Effective project management requires a mix of hard and soft skills. But sometimes the market dictates its own rules and introduces new challenges to the profession.
A PMI and Anderson Economic Group whitepaper on "Building High-Performance Project Talent" shows that over the past few years 83% of employers had minor to significant difficulties finding skilled project managers which led to the following:
A decline in quality (31 percent)
An inability to innovate effectively (29 percent)
The cancelation or delay of strategic initiatives (27 percent)
Given that reality, it’s clear that project managers will need to revisit their skills and adjust their resumes accordingly.
Project managers should be ready to lead both co-located and distributed teams, as remote work gained momentum after the coronavirus crisis and it seems that this way of working is here to stay.
Mastering project-management methods such as Agile, Scrum, Kanban, and even Waterfall is clearly paramount, but soft skills are also key for any project manager.
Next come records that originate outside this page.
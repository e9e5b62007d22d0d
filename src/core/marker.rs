use super::{LatLng, MarkerKey};
use serde::{Deserialize, Serialize};

/// Ein vom Benutzer gespeicherter Ort.
///
/// Die Identität ist das Paar `(lat, lng)`. Marker werden nie in-place
/// verändert; der [`MarkerStore`](super::MarkerStore) ersetzt immer die ganze Liste.
/// Das Serde-Format entspricht dem persistierten Snapshot `{lat, lng, name}`.
#[derive(Debug, Clone, PartialEq, Serialize, Deserialize)]
pub struct Marker {
    /// Breitengrad
    pub lat: f64,
    /// Längengrad
    pub lng: f64,
    /// Anzeigename (aus Reverse-Geocoding oder Fallback)
    pub name: String,
}

impl Marker {
    /// Erstellt einen neuen Marker an einer Position
    pub fn new(position: LatLng, name: impl Into<String>) -> Self {
        Self {
            lat: position.lat,
            lng: position.lng,
            name: name.into(),
        }
    }

    /// Identitätsschlüssel des Markers
    pub fn key(&self) -> MarkerKey {
        MarkerKey::new(self.lat, self.lng)
    }

    /// Position des Markers
    pub fn position(&self) -> LatLng {
        LatLng::new(self.lat, self.lng)
    }

    /// Listeneintrag: `Name (Lat: 10.0000, Lng: 123.0000)`
    pub fn list_label(&self) -> String {
        format!("{} ({})", self.name, self.position().display_short())
    }
}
Today we’ll talk about the skills that every project manager needs to stay relevant.
1. Leadership skills
As a PM, you will be directing teams through complex projects so the ability to lead is essential. Setting clear expectations, motivating team members, and managing outcomes will be all part of your role together with inspiring your team’s efforts to meet goals and navigating conflicting personalities or situations.
Project managers who listen and learn, lead with authority and confidence. You must inspire and motivate your team, providing a compelling vision of success and leading them to its fruition.
2. Communication Skills
Clear and effective communication is the foundation of any team or project. Getting a good understanding of everyone’s expertise is essential to manage your team and push them towards the expected outcomes.
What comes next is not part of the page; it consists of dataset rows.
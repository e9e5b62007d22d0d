//! Benutzertexte für Bestätigungen und Hinweise.

use crate::core::LatLng;
use crate::core::MarkerStoreError;

/// Hinweis bei einem bereits gespeicherten Marker
pub const DUPLICATE_MARKER: &str = "This marker already exists!";
/// Hinweis, solange der eigene Standort unbekannt ist
pub const LOCATION_PENDING: &str = "Please wait for your location to be detected";
/// Hinweis bei fehlgeschlagener Routenberechnung
pub const ROUTING_FAILED: &str = "Could not calculate route to this location";

/// Bestätigungsfrage vor dem Speichern eines Markers.
pub fn confirm_save(position: LatLng) -> String {
    format!(
        "Do you want to save this marker at ({:.6}, {:.6})?",
        position.lat, position.lng
    )
}

/// Bestätigungsfrage vor dem Löschen eines Markers.
pub fn confirm_delete(name: &str) -> String {
    format!("Are you sure you want to delete the marker at {name}?")
}

/// Hinweis, wenn eine Marker-Änderung nicht gespeichert werden konnte.
pub fn persistence_failed(err: &MarkerStoreError) -> String {
    format!("Could not save your markers: {err}")
}
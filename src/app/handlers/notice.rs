//! Handler für Benutzerhinweise.

use crate::app::use_cases;
use crate::app::MapSession;
use crate::services::Services;

/// Zeigt einen Hinweis an.
pub fn notify(session: &mut MapSession, services: &mut Services, message: &str) {
    use_cases::notice::notify(session, services, message);
}
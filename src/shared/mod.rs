//! Geteilte Typen für layer-übergreifende Verträge.
//!
//! Enthält die Laufzeit-Optionen, die `app`, `ui` und der Host gemeinsam lesen.

pub mod options;

pub use options::PlannerOptions;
Project managers who keep stakeholders, and team members alike well-informed, keep projects on track. Clear and concise communication conducted at the proper time and through the right means can help you resolve conflicts and gain support to get your goals.
3. Team Building
Building a cohesive team that’s focused on meeting project objectives is vital. But this is not always easy, since teams often become conflicted, resulting in a project being compromised. This requires a people-oriented leader who has conflict resolution abilities, focus and patience to re-direct members back into a high functioning team.
4 Risk Management
Things will go wrong from time to time, no one is immune to surprises, but part of your job is to be prepared. Risk management will help you avoid anything that poses a threat to your project’s timeline, quality, or project budget.
When bad things happen you may need to reprioritize tasks or make changes, so creating a culture of accountability among your team can help with risk mitigation.
5. Time Management
Even the best teams require help to meet deadlines from time to time. Maximizing your team’s efficiency is important to manage costs and keep the project within budget.
6. Cost Control
According to the Project Management Institute, the scope of the project manager’s job is expanding. Project managers have to be more financially savvy, and in addition to completing projects on time and on budget, they are expected to ‘look at projects as ventures’ and monitor how they contribute to the long-term financial success of the business.
Effectively executing projects has become more complicated, and this will only continue in the future. Project Management is a complex position filled with daily challenges. The role is diverse and you will find that many of the skills sets needed will be self-directed or self-attained, so it is easy to upskill where necessary.
Successful projects managers possess a little about a lot in order to accomplish such varied goals as balancing budgets, meeting deadlines, leading teams and satisfying clients.